● What is expected: Your answer should be a single number: how many lines in the data below hold the string "signals".

Collected data entries:

::::::

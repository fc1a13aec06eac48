//! Parameter sweeps across pairs and detector configurations.
//!
//! Every (pair, config) combination is an independent [`run_pair`] call, so
//! the sweep fans out with rayon; each worker owns its own detector state.

use rayon::prelude::*;
use tracing::info;

use swingbreak_core::domain::BarSeries;
use swingbreak_core::engine::DetectorConfig;

use crate::config::BacktestConfig;
use crate::runner::{run_pair, PairReport};

/// Detector parameter grid: the cartesian product of its axes.
#[derive(Debug, Clone)]
pub struct DetectorGrid {
    pub pivot_lens: Vec<usize>,
    pub impulse_mults: Vec<f64>,
}

impl DetectorGrid {
    pub fn size(&self) -> usize {
        self.pivot_lens.len() * self.impulse_mults.len()
    }

    /// One config per grid point, all other settings taken from `base`.
    /// A zero pivot length is skipped.
    pub fn generate_configs(&self, base: &BacktestConfig) -> Vec<BacktestConfig> {
        let mut configs = Vec::with_capacity(self.size());
        for &pivot_len in &self.pivot_lens {
            if pivot_len == 0 {
                continue;
            }
            for &impulse_mult in &self.impulse_mults {
                configs.push(base.with_detector(DetectorConfig {
                    pivot_len,
                    impulse_mult,
                    ..base.detector
                }));
            }
        }
        configs
    }
}

/// One finished combination.
#[derive(Debug, Clone)]
pub struct SweepRun {
    /// Index into the config list passed to [`sweep`].
    pub config_index: usize,
    pub detector: DetectorConfig,
    pub report: PairReport,
}

impl SweepRun {
    /// Total R of the first exit policy; the ranking key.
    pub fn total_r(&self) -> f64 {
        self.report
            .policies
            .first()
            .map_or(0.0, |p| p.metrics.total_r)
    }
}

/// Run every config on every series in parallel.
///
/// Results come back in (series, config) order regardless of scheduling.
pub fn sweep(series_list: &[BarSeries], configs: &[BacktestConfig]) -> SweepResults {
    let jobs: Vec<(&BarSeries, usize)> = series_list
        .iter()
        .flat_map(|s| (0..configs.len()).map(move |c| (s, c)))
        .collect();
    info!(
        pairs = series_list.len(),
        configs = configs.len(),
        jobs = jobs.len(),
        "starting sweep"
    );

    let runs = jobs
        .par_iter()
        .map(|&(series, idx)| SweepRun {
            config_index: idx,
            detector: configs[idx].detector,
            report: run_pair(series, &configs[idx]),
        })
        .collect();

    SweepResults { runs }
}

/// Results from a sweep.
#[derive(Debug, Clone, Default)]
pub struct SweepResults {
    runs: Vec<SweepRun>,
}

impl SweepResults {
    pub fn all(&self) -> &[SweepRun] {
        &self.runs
    }

    pub fn len(&self) -> usize {
        self.runs.len()
    }

    pub fn is_empty(&self) -> bool {
        self.runs.is_empty()
    }

    /// Runs sorted by total R of the first policy, best first.
    pub fn sorted_by_total_r(&self) -> Vec<&SweepRun> {
        let mut sorted: Vec<_> = self.runs.iter().collect();
        sorted.sort_by(|a, b| b.total_r().total_cmp(&a.total_r()));
        sorted
    }

    pub fn top_n(&self, n: usize) -> Vec<&SweepRun> {
        self.sorted_by_total_r().into_iter().take(n).collect()
    }

    pub fn best(&self) -> Option<&SweepRun> {
        self.sorted_by_total_r().into_iter().next()
    }

    /// Fixed-width table, best first.
    pub fn format_table(&self) -> String {
        let mut out = format!(
            "{:<8} {:>5} {:>7} {:>7} {:>7} {:>7} {:>8} {:>6}\n",
            "pair", "pivot", "impulse", "signals", "closed", "win%", "total_r", "pf"
        );
        for run in self.sorted_by_total_r() {
            let (closed, win_rate, pf) = run.report.policies.first().map_or((0, 0.0, 0.0), |p| {
                (p.metrics.closed, p.metrics.win_rate, p.metrics.profit_factor)
            });
            out.push_str(&format!(
                "{:<8} {:>5} {:>7.2} {:>7} {:>7} {:>6.1}% {:>8.2} {:>6.2}\n",
                run.report.pair,
                run.detector.pivot_len,
                run.detector.impulse_mult,
                run.report.signals.len(),
                closed,
                win_rate * 100.0,
                run.total_r(),
                pf,
            ));
        }
        out
    }
}
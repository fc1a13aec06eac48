//! Exponential Moving Average (EMA).
//!
//! Recursive: EMA[t] = alpha * x[t] + (1 - alpha) * EMA[t-1], alpha = 2 / (period + 1).
//! Seed: EMA[period-1] = SMA of the first `period` values.

/// EMA of an arbitrary series. NaN before the seed; a NaN input taints the
/// rest of the output.
pub fn ema_of_series(values: &[f64], period: usize) -> Vec<f64> {
    let n = values.len();
    let mut result = vec![f64::NAN; n];

    if n < period || period == 0 {
        return result;
    }

    let alpha = 2.0 / (period as f64 + 1.0);

    let seed_window = &values[..period];
    if seed_window.iter().any(|v| v.is_nan()) {
        return result;
    }
    let seed = seed_window.iter().sum::<f64>() / period as f64;
    result[period - 1] = seed;

    let mut prev = seed;
    for i in period..n {
        if values[i].is_nan() {
            break;
        }
        let ema = alpha * values[i] + (1.0 - alpha) * prev;
        result[i] = ema;
        prev = ema;
    }

    result
}
//! Data access: CSV snapshots, market-data providers, batch fetch and
//! synthetic series.

pub mod circuit_breaker;
pub mod csv_import;
pub mod fetch;
pub mod provider;
pub mod synthetic;
pub mod yahoo;

pub use circuit_breaker::CircuitBreaker;
pub use csv_import::{load_csv, save_csv, CsvOptions};
pub use fetch::{fetch_symbols, snapshot_path, FetchSummary};
pub use provider::{DataError, DataProvider, FetchProgress, StdoutProgress};
pub use synthetic::synthetic_series;
pub use yahoo::{resolve_symbol, YahooProvider};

::::::

● Answer for this exercise: 2